SPARC: -Kpic and -KPIC Options
For SPARC binaries, a subtle difference between the -K pic option and an alternative -K PIC option affects references to global offset table entries. See "Global Offset Table (Processor-Specific)".
The global offset table is an array of pointers, the size of whose entries are constant for 32-bit (4 bytes) and 64-bit (8-bytes). The code sequence to make reference to an entry under -K pic is something like:
ld [%l7 + j], %o0 ! load &j into %o0 |
Where %l7 is the precomputed value of the symbol _GLOBAL_OFFSET_TABLE_ of the object making the reference.
This code sequence provides a 13-bit displacement constant for the global offset table entry, and thus provides for 2048 unique entries for 32-bit objects, and 1024 unique entries for 64-bit objects. If an object is built that requires more than the available number of entries, the link-editor produces a fatal error:
$ cc -Kpic -G -o lobfoo.so.1 a.o b.o ... z.o ld: fatal: too many symbols require `small' PIC references: have 2050, maximum 2048 -- recompile some modules -K PIC. |
To overcome this error condition, compile some or all of the input relocatable objects with the -K PIC option. This option provides a 32-bit constant for the global offset table entry:
sethi %hi(j), %g1 or %g1, %lo(j), %g1 ! get 32-bit constant GOT offset ld [%l7 + j], %o0 ! load &j into %o0 |
You can investigate the global offset table requirements of an object using elfdump(1) with the -G option. You can also examine the processing of these entries during a link-edit using the link-editors debugging tokens -D got,detail.

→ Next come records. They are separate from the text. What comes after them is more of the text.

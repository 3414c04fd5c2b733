use log::LevelFilter;
use pmgrid::prelude::*;
use pmgrid::StrError;
use std::io::Write;
use std::path::Path;
use structopt::StructOpt;

/// Command line options
#[derive(StructOpt, Debug)]
#[structopt(
    name = "pmgrid_to_json",
    about = "Builds the grid and parameter fields of a schematization and writes them to a JSON file"
)]
struct Options {
    /// Schematization file (JSON)
    schematization: String,

    /// Output directory (default: /tmp/pmgrid/results)
    out_dir: Option<String>,

    /// Three-dimensional model
    #[structopt(long)]
    three_dim: bool,

    /// Two-dimensional (non-axisymmetric) model
    #[structopt(long, conflicts_with = "three-dim")]
    two_dim: bool,

    /// Default maximum horizontal cell size
    #[structopt(long)]
    res_hor_max: Option<f64>,

    /// Default maximum vertical cell size
    #[structopt(long)]
    res_vert_max: Option<f64>,

    /// Log level (error, warn, info, debug, trace); RUST_LOG is used if absent
    #[structopt(long)]
    log_level: Option<String>,
}

fn init_logging(level: Option<&str>) {
    let level = level
        .and_then(|l| l.parse::<LevelFilter>().ok())
        .or_else(|| std::env::var("RUST_LOG").ok().and_then(|v| v.parse().ok()))
        .unwrap_or(LevelFilter::Warn);
    env_logger::Builder::new()
        .filter_level(level)
        .format(|buf, record| writeln!(buf, "[{:5}] {}", record.level(), record.args()))
        .init();
}

fn main() -> Result<(), StrError> {
    // parse options
    let options = Options::from_args();
    init_logging(options.log_level.as_deref());

    // configuration
    let mut config = Config::new();
    if options.three_dim {
        config.set_model_type(ModelType::ThreeDim)?;
    } else if options.two_dim {
        config.set_model_type(ModelType::TwoDim)?;
    }
    if let Some(value) = options.res_hor_max {
        config.set_res_hor_max(value)?;
    }
    if let Some(value) = options.res_vert_max {
        config.set_res_vert_max(value)?;
    }

    // load data
    let schematization = Schematization::read_json(&options.schematization)?;
    let stem = Path::new(&options.schematization)
        .file_stem()
        .and_then(|s| s.to_str())
        .ok_or("cannot get the file stem of the schematization")?;

    // build and write
    let (state, report) = ModelState::build(&schematization, &config)?;
    let (nlay, nrow, ncol) = state.grid.shape();
    let n_issue = report.issues.len();
    let output = GridOutput::new(stem, state, report);
    let out_dir = options.out_dir.as_deref().unwrap_or(DEFAULT_OUT_DIR);
    let path = format!("{}/{}-grid.json", out_dir, stem);
    output.write_json(&path)?;

    // message
    let thin_line = format!("{:─^1$}", "", path.len());
    println!("\n\n{}", thin_line);
    println!("grid: {} layers × {} rows × {} columns", nlay, nrow, ncol);
    println!("wells: {}; fill issues: {}", output.state.wells.len(), n_issue);
    if n_issue > 0 {
        print!("{}", output.report);
    }
    println!("the JSON file is:");
    println!("{}", path);
    println!("{}\n\n", thin_line);
    Ok(())
}

////////////////////////////////////////////////////////////////////////////////////////////////////////////////////////

#[cfg(test)]
mod tests {
    use super::Options;
    use structopt::StructOpt;

    #[test]
    fn options_work() {
        let options = Options::from_iter_safe(&["pmgrid_to_json", "data/a.json", "--two-dim"]).unwrap();
        assert!(options.two_dim);
        assert!(!options.three_dim);
        assert_eq!(options.out_dir, None);
    }

    #[test]
    fn options_capture_conflicting_model_types() {
        let result = Options::from_iter_safe(&["pmgrid_to_json", "data/a.json", "--three-dim", "--two-dim"]);
        assert!(result.is_err());
    }
}
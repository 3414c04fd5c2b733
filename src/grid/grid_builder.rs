use super::AxisDiscretization;
use crate::base::{as_strs, Axis, Config, ModelType, Schematization};
use crate::StrError;
use ndarray::Array3;
use russell_lab::Vector;
use serde::{Deserialize, Serialize};

/// Holds the structured grid: layers × rows × columns
///
/// Grids of parameter values are indexed as `[layer, row, column]`.
///
/// With the 2-row convention (axisymmetric and 2D models), there are exactly two
/// rows of unit width. Only the first row is physically meaningful; the second
/// allows the particle tracker to work across the symmetry axis.
#[derive(Clone, Debug, Serialize, Deserialize)]
pub struct Grid {
    /// Geometry of the flow model
    pub model_type: ModelType,

    /// Vertical discretization (descending from the top)
    pub layers: AxisDiscretization,

    /// Transverse discretization (or the two unit-width rows)
    pub rows: AxisDiscretization,

    /// Radial discretization
    pub columns: AxisDiscretization,
}

impl Grid {
    /// Builds the grid from the zones of `config.categories`
    pub fn new(schematization: &Schematization, config: &Config) -> Result<Self, StrError> {
        let categories = as_strs(&config.categories);
        let layers = AxisDiscretization::new(schematization, &categories, Axis::Vertical, config.res_vert_max)?;
        let columns = AxisDiscretization::new(schematization, &categories, Axis::Radial, config.res_hor_max)?;
        let rows = if config.model_type.two_rows() {
            AxisDiscretization::from_boundaries(Axis::Transverse, &[0.0, 1.0, 2.0])?
        } else {
            AxisDiscretization::new(schematization, &categories, Axis::Transverse, config.res_hor_max)?
        };
        let grid = Grid {
            model_type: config.model_type,
            layers,
            rows,
            columns,
        };
        let (nlay, nrow, ncol) = grid.shape();
        log::info!("grid ({:?}): {} layers × {} rows × {} columns", grid.model_type, nlay, nrow, ncol);
        Ok(grid)
    }

    /// Returns (nlay, nrow, ncol)
    pub fn shape(&self) -> (usize, usize, usize) {
        (self.layers.n_cell(), self.rows.n_cell(), self.columns.n_cell())
    }

    /// Returns the total number of cells
    pub fn n_cell(&self) -> usize {
        let (nlay, nrow, ncol) = self.shape();
        nlay * nrow * ncol
    }

    /// Allocates a grid of values filled with `value`
    pub fn alloc<T: Clone>(&self, value: T) -> Array3<T> {
        Array3::from_elem(self.shape(), value)
    }

    /// Allocates a grid of numbers filled with the "uninitialized" sentinel (NaN)
    pub fn empty(&self) -> Array3<f64> {
        self.alloc(f64::NAN)
    }

    /// Returns the boundaries along (layers, rows, columns)
    pub fn boundaries(&self) -> (&Vector, &Vector, &Vector) {
        (&self.layers.boundaries, &self.rows.boundaries, &self.columns.boundaries)
    }
}

////////////////////////////////////////////////////////////////////////////////////////////////////////////////////////

#[cfg(test)]
mod tests {
    use super::Grid;
    use crate::base::{Config, ModelType, Samples, Schematization, Zone, GEO_PARAMETERS};
    use crate::StrError;

    #[test]
    fn new_works_axisymmetric() -> Result<(), StrError> {
        let sch = Samples::phreatic();
        let grid = Grid::new(&sch, &Config::new())?;
        assert_eq!(grid.shape(), (8, 2, 15));
        assert_eq!(grid.n_cell(), 240);
        let (layers, rows, columns) = grid.boundaries();
        assert_eq!(
            layers.as_data(),
            &[0.0, -1.0, -2.0, -3.0, -4.0, -5.0, -10.0, -15.0, -20.0]
        );
        assert_eq!(rows.as_data(), &[0.0, 1.0, 2.0]);
        assert_eq!(
            columns.as_data(),
            &[0.0, 0.25, 0.5, 0.75, 1.0, 10.0, 19.0, 28.0, 37.0, 46.0, 55.0, 64.0, 73.0, 82.0, 91.0, 100.0]
        );
        assert_eq!(grid.rows.widths.as_data(), &[1.0, 1.0]);
        assert_eq!(grid.layers.top(), 0.0);
        assert_eq!(grid.layers.bottoms().len(), 8);
        let empty = grid.empty();
        assert_eq!(empty.dim(), (8, 2, 15));
        assert!(empty.iter().all(|v| v.is_nan()));
        Ok(())
    }

    #[test]
    fn new_works_3d() -> Result<(), StrError> {
        let sch = Samples::three_dim_block();
        let mut config = Config::new();
        config.set_model_type(ModelType::ThreeDim)?;
        let grid = Grid::new(&sch, &config)?;
        assert_eq!(grid.shape(), (2, 3, 5));
        assert_eq!(grid.rows.boundaries.as_data(), &[0.0, 2.0, 4.0, 6.0]);
        assert_eq!(grid.rows.centers.as_data(), &[1.0, 3.0, 5.0]);
        let flags = grid.alloc(1_i32);
        assert_eq!(flags.sum(), 30);
        Ok(())
    }

    #[test]
    fn new_captures_errors() -> Result<(), StrError> {
        let sch = Samples::two_radial_zones();
        let mut config = Config::new();
        config.set_model_type(ModelType::ThreeDim)?.set_categories(&[GEO_PARAMETERS])?;
        assert_eq!(
            Grid::new(&sch, &config).err(),
            Some("at least two distinct boundaries are required along each axis")
        );
        let mut zone = Zone::new();
        zone.set_radial(0.0, 1.0)?.set_vertical(0.0, -1.0)?;
        let mut sch = Schematization::new();
        sch.add(GEO_PARAMETERS, "only", zone)?;
        let config = Config::new(); // requires all four categories
        assert_eq!(
            Grid::new(&sch, &config).err(),
            Some("required category is missing from schematization")
        );
        Ok(())
    }
}
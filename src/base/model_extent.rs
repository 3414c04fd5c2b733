use super::Schematization;
use crate::StrError;
use serde::{Deserialize, Serialize};

/// Holds the overall dimensions of the model domain
///
/// The dimensions are taken from the geological layers:
///
/// * `top` -- maximum `top` of all zones
/// * `bot` -- minimum `bot` of all zones
/// * `radius` -- maximum `rmax` of all zones (distance from the well to the outer boundary)
#[derive(Clone, Copy, Debug, PartialEq, Serialize, Deserialize)]
pub struct ModelExtent {
    /// Model top
    pub top: f64,

    /// Model bottom
    pub bot: f64,

    /// Vertical extent (top - bot)
    pub thickness: f64,

    /// Horizontal extent
    pub radius: f64,
}

impl ModelExtent {
    /// Computes the model extent from the zones of the given categories
    pub fn new(schematization: &Schematization, categories: &[&str]) -> Result<Self, StrError> {
        let mut top: Option<f64> = None;
        let mut bot: Option<f64> = None;
        let mut radius: Option<f64> = None;
        for (_, _, zone) in schematization.zones(categories)? {
            if let Some(t) = zone.top {
                top = Some(top.map_or(t, |v| f64::max(v, t)));
            }
            if let Some(b) = zone.bot {
                bot = Some(bot.map_or(b, |v| f64::min(v, b)));
            }
            if let Some(r) = zone.rmax {
                radius = Some(radius.map_or(r, |v| f64::max(v, r)));
            }
        }
        let top = top.ok_or("cannot find the model top")?;
        let bot = bot.ok_or("cannot find the model bottom")?;
        let radius = radius.ok_or("cannot find the model radius")?;
        if top <= bot {
            return Err("model top must be above the model bottom");
        }
        Ok(ModelExtent {
            top,
            bot,
            thickness: top - bot,
            radius,
        })
    }
}

////////////////////////////////////////////////////////////////////////////////////////////////////////////////////////

#[cfg(test)]
mod tests {
    use super::ModelExtent;
    use crate::base::{Samples, Schematization, Zone, GEO_PARAMETERS};
    use crate::StrError;

    #[test]
    fn new_works() -> Result<(), StrError> {
        let sch = Samples::phreatic();
        let extent = ModelExtent::new(&sch, &[GEO_PARAMETERS])?;
        assert_eq!(extent.top, 0.0);
        assert_eq!(extent.bot, -20.0);
        assert_eq!(extent.thickness, 20.0);
        assert_eq!(extent.radius, 100.0);
        Ok(())
    }

    #[test]
    fn new_captures_errors() -> Result<(), StrError> {
        let mut sch = Schematization::new();
        let mut zone = Zone::new();
        zone.set_radial(0.0, 5.0)?;
        sch.add(GEO_PARAMETERS, "radial_only", zone)?;
        assert_eq!(
            ModelExtent::new(&sch, &[GEO_PARAMETERS]).err(),
            Some("cannot find the model top")
        );
        assert_eq!(
            ModelExtent::new(&sch, &["other"]).err(),
            Some("required category is missing from schematization")
        );
        let mut zone = Zone::new();
        zone.top = Some(1.0);
        sch.add(GEO_PARAMETERS, "top_only", zone)?;
        assert_eq!(
            ModelExtent::new(&sch, &[GEO_PARAMETERS]).err(),
            Some("cannot find the model bottom")
        );
        Ok(())
    }
}
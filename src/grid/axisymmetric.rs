use crate::StrError;
use ndarray::{Array3, Axis};

/// Converts a per-unit-angle property into its axisymmetric flow equivalent
///
/// Each column `j` is multiplied by `angle × xmid[j]`, where `xmid` holds the radial
/// cell centers. Use `angle = 2π` for the full circle.
pub fn correct_axisymmetric(values: &mut Array3<f64>, xmid: &[f64], angle: f64) -> Result<(), StrError> {
    if values.dim().2 != xmid.len() {
        return Err("number of columns must equal the number of radial cell centers");
    }
    for (j, mut column) in values.axis_iter_mut(Axis(2)).enumerate() {
        let factor = angle * xmid[j];
        column.mapv_inplace(|v| v * factor);
    }
    Ok(())
}

////////////////////////////////////////////////////////////////////////////////////////////////////////////////////////

#[cfg(test)]
mod tests {
    use super::correct_axisymmetric;
    use ndarray::Array3;
    use russell_lab::approx_eq;
    use russell_lab::math::PI;

    #[test]
    fn correct_axisymmetric_works() {
        let mut hk = Array3::from_elem((2, 2, 3), 5.0);
        let xmid = &[0.5, 2.0, 6.0];
        correct_axisymmetric(&mut hk, xmid, 2.0 * PI).unwrap();
        approx_eq(hk[[0, 0, 1]], 62.83185307179586, 1e-13);
        approx_eq(hk[[1, 1, 1]], 62.83185307179586, 1e-13);
        approx_eq(hk[[0, 0, 0]], 5.0 * PI, 1e-13);
        approx_eq(hk[[1, 0, 2]], 60.0 * PI, 1e-13);
    }

    #[test]
    fn correct_axisymmetric_keeps_zeros_and_sentinels() {
        let mut values = Array3::zeros((1, 2, 2));
        values[[0, 0, 1]] = f64::NAN;
        correct_axisymmetric(&mut values, &[1.0, 3.0], 2.0 * PI).unwrap();
        assert_eq!(values[[0, 0, 0]], 0.0);
        assert!(values[[0, 0, 1]].is_nan());
        assert_eq!(values[[0, 1, 1]], 0.0);
    }

    #[test]
    fn correct_axisymmetric_captures_errors() {
        let mut values = Array3::zeros((1, 2, 2));
        assert_eq!(
            correct_axisymmetric(&mut values, &[1.0], 2.0 * PI).err(),
            Some("number of columns must equal the number of radial cell centers")
        );
    }
}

Ideally, any frequently accessed data items will benefit from using the -K pic model. You can reference a single entry using both models. However, determining which relocatable objects should be compiled with either option can be time consuming, and the performance improvement realized small. Recompiling all relocatable objects with the -K PIC option is typically easier.
Maximizing Shareability
As mentioned in "Underlying System", only a shared object's text segment is shared by all processes that use it. The object's data segment typically is not shared. Each process that uses a shared object usually generates a private memory copy of its entire data segment as data items within the segment are written to. Reduce the data segment, either by moving data elements that will never be written to the text segment, or by removing the data items completely.
The following sections describe several mechanisms that can be used to reduce the size of the data segment.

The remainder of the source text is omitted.